Глава XIX О СВОБОДЕ СОВЕСТИ[1213]

Глава XIX

О СВОБОДЕ СОВЕСТИ[1213]

Дело обычное, что добрые намерения, если их приводят в исполнение не в меру усердно, толкают людей на весьма дурные дела. В той распре, из-за которой Францию наших дней терзают гражданские войны, лучшая и наиболее здравая партия несомненно та, что отстаивает и древнюю веру и древнее государственное устройство этой страны.[1214] И все же между честными и добропорядочными людьми, взявшими ее сторону (ибо я никоим образом не говорю о тех, кто пользуется удобным случаем, чтобы свести личные счеты, насытить свою алчность или снискать благоволение принцев; я говорю лишь о тех, кто идет за ней, движимый искренней приверженностью к своей вере и стремлением к мирному существованию и благоденствию родины), так вот, говорю я, среди этих последних можно встретить довольно много таких, кого страсть увлекает за пределы разумного и заставляет принимать порою решения несправедливые, жестокие и вдобавок еще и безрассудные.
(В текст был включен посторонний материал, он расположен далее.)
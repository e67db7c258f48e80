//! Enumerates a mount's hierarchy through a `SecretLister` into a `TreeNode` tree.
//! The walk uses an explicit work stack; very deep hierarchies do not grow the call stack.

use serde::Serialize;
use tracing::{debug, warn};

use super::{DepthLimit, TreeNode};
use crate::backend::SecretLister;
use crate::cancel::CancelToken;
use crate::error::{AuditError, AuditResult, IssueScope, RefreshIssue};
use crate::policy::pattern::SEPARATOR;

/// Result of one enumeration: the tree, its secret leaves in pre-order,
/// and the subtrees that failed to list.
#[derive(Debug, Clone, Serialize)]
pub struct SecretTree {
    pub root: TreeNode,
    pub leaves: Vec<String>,
    pub issues: Vec<RefreshIssue>,
}

impl SecretTree {
    /// The root itself could not be listed.
    pub fn root_failed(&self) -> bool {
        self.issues.iter().any(|i| i.scope == IssueScope::Subtree(listing_dir(&self.root.absolute_path)))
    }
}

struct Slot {
    node: TreeNode,
    secret: bool,
    children: Vec<usize>,
}

fn listing_dir(path: &str) -> String {
    if path.ends_with(SEPARATOR) { path.to_string() } else { format!("{}{}", path, SEPARATOR) }
}

/// Build the tree below `root`. `NotFound` anywhere means no children; any other listing
/// error empties only that subtree and is returned as an issue. Only cancellation fails.
pub async fn build_tree<L: SecretLister>(
    lister: &L,
    root: &str,
    mount: &str,
    depth: DepthLimit,
    cancel: &CancelToken,
) -> AuditResult<SecretTree> {
    let mut arena: Vec<Slot> = vec![Slot { node: TreeNode::root(root), secret: false, children: Vec::new() }];
    let mut pending: Vec<(usize, DepthLimit)> = vec![(0, depth)];
    let mut issues: Vec<RefreshIssue> = Vec::new();

    while let Some((idx, remaining)) = pending.pop() {
        cancel.check()?;
        let Some(below) = remaining.descend() else { continue };
        let dir = listing_dir(&arena[idx].node.absolute_path);
        let names = match lister.list_children(&dir, mount).await {
            Ok(names) => names,
            Err(AuditError::NotFound { .. }) => {
                debug!(target: "secretpaths", "nothing stored at {} in {}", dir, mount);
                continue;
            }
            Err(e) => {
                warn!(target: "secretpaths", "listing {} in {} failed, subtree left empty: {}", dir, mount, e);
                issues.push(RefreshIssue::new(IssueScope::Subtree(dir), &e));
                continue;
            }
        };
        let depth_below = arena[idx].node.depth + 1;
        for name in names {
            let child_idx = arena.len();
            if let Some(dir_name) = name.strip_suffix(SEPARATOR).map(str::to_string) {
                let path = format!("{}{}", dir, dir_name);
                arena.push(Slot { node: TreeNode::new(path, dir_name, depth_below), secret: false, children: Vec::new() });
                pending.push((child_idx, below));
            } else {
                let path = format!("{}{}", dir, name);
                arena.push(Slot { node: TreeNode::new(path, name, depth_below), secret: true, children: Vec::new() });
            }
            arena[idx].children.push(child_idx);
        }
    }

    let leaves = collect_leaves(&arena);
    let root = assemble(arena);
    debug!(target: "secretpaths", "enumerated {} nodes, {} secrets under {}", root.node_count(), leaves.len(), root.absolute_path);
    Ok(SecretTree { root, leaves, issues })
}

fn collect_leaves(arena: &[Slot]) -> Vec<String> {
    let mut out = Vec::new();
    let mut stack = vec![0usize];
    while let Some(i) = stack.pop() {
        let slot = &arena[i];
        if slot.secret {
            out.push(slot.node.absolute_path.clone());
        }
        stack.extend(slot.children.iter().rev());
    }
    out
}

/// Children always sit at higher arena indices than their parent, so a reverse sweep
/// finishes every child before its parent takes it.
fn assemble(arena: Vec<Slot>) -> TreeNode {
    let mut built: Vec<Option<TreeNode>> = Vec::with_capacity(arena.len());
    let mut links: Vec<Vec<usize>> = Vec::with_capacity(arena.len());
    for slot in arena {
        built.push(Some(slot.node));
        links.push(slot.children);
    }
    for i in (0..built.len()).rev() {
        let children: Vec<TreeNode> = links[i].iter().filter_map(|c| built[*c].take()).collect();
        if let Some(node) = built[i].as_mut() {
            node.children = children;
        }
    }
    built.into_iter().next().flatten().unwrap_or_else(|| TreeNode::root("/"))
}
//!
//! secretpaths CLI
//! ---------------
//! Loads a secret-store fixture, runs one audit refresh against it and prints one
//! view of the resulting snapshot as JSON on stdout.

use std::env;
use std::path::PathBuf;

use anyhow::{anyhow, Context, Result};
use tracing::info;
use tracing_subscriber::{fmt, EnvFilter};

use secretpaths::{AuditConfig, Auditor, CancelToken, MemoryStore, Snapshot};

fn print_usage(program: &str) {
    eprintln!(
        "Usage:\n  {program} --snapshot <store.json> [--config <audit.json>] [--mount <m>] [--view <view>] [--level <L>] [--path <p>]\n\nFlags:\n  -s, --snapshot <file>    Store fixture: {{\"mounts\": {{..}}, \"policies\": {{..}}, \"failing_paths\": {{..}}}}\n  --config <file>          Audit config JSON (missing file -> defaults)\n  --mount <m>              KV mount to enumerate (overrides VAULT_KV_ENGINE)\n  --view <view>            graph | tree | paths | level | policies | annotated | lookup | issues (default: graph)\n  --level <L>              Depth for the level view\n  --path <p>               Secret path for the lookup view\n  -h, --help               Show this help\n\nEnvironment:\n  VAULT_KV_ENGINE, SECRETPATHS_MAX_DEPTH, SECRETPATHS_WORKERS, SECRETPATHS_REFRESH_TIMEOUT_MS, RUST_LOG\n\nExit codes:\n  0 ok, 1 refresh failed, 2 usage error or lookup miss"
    );
}

#[derive(Debug, Clone, Copy, PartialEq, Eq)]
enum View {
    Graph,
    Tree,
    Paths,
    Level,
    Policies,
    Annotated,
    Lookup,
    Issues,
}

impl View {
    fn parse(s: &str) -> Option<View> {
        match s.to_ascii_lowercase().as_str() {
            "graph" => Some(View::Graph),
            "tree" => Some(View::Tree),
            "paths" => Some(View::Paths),
            "level" => Some(View::Level),
            "policies" => Some(View::Policies),
            "annotated" => Some(View::Annotated),
            "lookup" => Some(View::Lookup),
            "issues" => Some(View::Issues),
            _ => None,
        }
    }
}

fn usage_error(program: &str, msg: &str) -> ! {
    eprintln!("{}", msg);
    print_usage(program);
    std::process::exit(2);
}

fn render(snapshot: &Snapshot, view: View, level: Option<usize>, path: Option<&str>) -> Result<(serde_json::Value, i32)> {
    let value = match view {
        View::Graph => serde_json::to_value(&snapshot.graph)?,
        View::Tree => serde_json::to_value(&snapshot.tree)?,
        View::Paths => serde_json::to_value(&snapshot.leaf_paths)?,
        View::Policies => serde_json::to_value(&snapshot.policies)?,
        View::Annotated => serde_json::to_value(&snapshot.annotation.secrets)?,
        View::Issues => serde_json::to_value(&snapshot.issues)?,
        View::Level => {
            let level = level.ok_or_else(|| anyhow!("--view level requires --level"))?;
            match snapshot.level(level) {
                Some(c) => serde_json::to_value(c)?,
                None => serde_json::Value::Null,
            }
        }
        View::Lookup => {
            let path = path.ok_or_else(|| anyhow!("--view lookup requires --path"))?;
            return Ok(match snapshot.policies_for(path) {
                Some(names) => (serde_json::to_value(names)?, 0),
                None => (serde_json::json!([]), 2),
            });
        }
    };
    Ok((value, 0))
}

/// Program name and the remaining arguments; argv may be empty.
fn split_program(argv: Vec<String>) -> (String, Vec<String>) {
    let program = argv.first().cloned().unwrap_or_else(|| "secretpaths".into());
    (program, argv.into_iter().skip(1).collect())
}

#[tokio::main]
async fn main() -> Result<()> {
    let filter = EnvFilter::try_from_default_env()
        .or_else(|_| EnvFilter::try_new("info"))?;
    fmt().with_env_filter(filter).with_writer(std::io::stderr).init();

    let (program, args) = split_program(env::args().collect());

    let mut snapshot_file: Option<PathBuf> = None;
    let mut config_file: Option<PathBuf> = None;
    let mut mount: Option<String> = None;
    let mut view = View::Graph;
    let mut level: Option<usize> = None;
    let mut lookup_path: Option<String> = None;

    let mut i = 0;
    while i < args.len() {
        let value = args.get(i + 1).cloned();
        match args[i].as_str() {
            "-s" | "--snapshot" => {
                let Some(v) = value else { usage_error(&program, "--snapshot requires a file") };
                snapshot_file = Some(PathBuf::from(v));
                i += 2; continue;
            }
            "--config" => {
                let Some(v) = value else { usage_error(&program, "--config requires a file") };
                config_file = Some(PathBuf::from(v));
                i += 2; continue;
            }
            "--mount" => {
                let Some(v) = value else { usage_error(&program, "--mount requires a value") };
                mount = Some(v);
                i += 2; continue;
            }
            "--view" => {
                let Some(v) = value else { usage_error(&program, "--view requires a value") };
                view = match View::parse(&v) {
                    Some(view) => view,
                    None => usage_error(&program, &format!("unknown view: {}", v)),
                };
                i += 2; continue;
            }
            "--level" => {
                let Some(v) = value else { usage_error(&program, "--level requires a value") };
                level = match v.parse::<usize>() {
                    Ok(l) => Some(l),
                    Err(_) => usage_error(&program, &format!("--level must be a non-negative integer, got {}", v)),
                };
                i += 2; continue;
            }
            "--path" => {
                let Some(v) = value else { usage_error(&program, "--path requires a value") };
                lookup_path = Some(v);
                i += 2; continue;
            }
            "-h" | "--help" => {
                print_usage(&program);
                return Ok(());
            }
            unk => usage_error(&program, &format!("Unrecognized argument: {}", unk)),
        }
    }

    let Some(snapshot_file) = snapshot_file else { usage_error(&program, "--snapshot is required") };
    if view == View::Level && level.is_none() { usage_error(&program, "--view level requires --level"); }
    if view == View::Lookup && lookup_path.is_none() { usage_error(&program, "--view lookup requires --path"); }

    let mut config = match config_file.as_deref() {
        Some(p) => AuditConfig::load_or_default(p).with_context(|| format!("reading config {}", p.display()))?,
        None => AuditConfig::default(),
    };
    config.apply_env();
    if let Some(m) = mount { config.mount = m; }

    let rust_log = env::var("RUST_LOG").unwrap_or_else(|_| "<unset>".to_string());
    info!(
        target: "secretpaths",
        "secretpaths starting: RUST_LOG='{}', fixture='{}', mount={}, root={}, max_depth={}, workers={}, timeout_ms={}",
        rust_log,
        snapshot_file.display(),
        config.mount,
        config.root_path,
        config.max_depth,
        config.effective_workers(),
        config.refresh_timeout_ms
    );

    let store = MemoryStore::load(&snapshot_file)?;
    let auditor = Auditor::new(store, config);
    let snapshot = match auditor.refresh(&CancelToken::new()).await {
        Ok(s) => s,
        Err(e) => {
            eprintln!("refresh failed ({}): {}", e.code_str(), e);
            std::process::exit(1);
        }
    };

    let (value, code) = render(&snapshot, view, level, lookup_path.as_deref())?;
    println!("{}", serde_json::to_string_pretty(&value)?);
    if code != 0 {
        std::process::exit(code);
    }
    Ok(())
}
Известно, что в те далекие времена, когда впервые утверждалась наша религия и с нею начинали считаться законы, рвение к ней вооружило многих против языческих книг, от чего ученые люди понесли ни с чем не сравнимый ущерб; полагаю, что эти бесчинства причинили науке гораздо больше вреда, нежели все пожары, произведенные варварами.[1215] И Корнелий Тацит достоверный свидетель этому, ибо хотя император Тацит, его потомок, и заполнил благодаря особым указам его «Анналами» все книгохранилища мира, все же ни один полный экземпляр их так и не уцелел после старательных поисков тех, кто жаждет расправиться с ними из-за пяти или шести ничтожных замечаний, враждебных нашей вере.[1216] Эти люди повинны также и в том, что, не колеблясь, расточали лживые похвалы всем без исключения императорам, стоявшим за нас, и огульно осуждали действия и поступки тех из них, которые были против нас, как это нетрудно увидеть на примере императора Юлиана, прозванного Отступником.[1217]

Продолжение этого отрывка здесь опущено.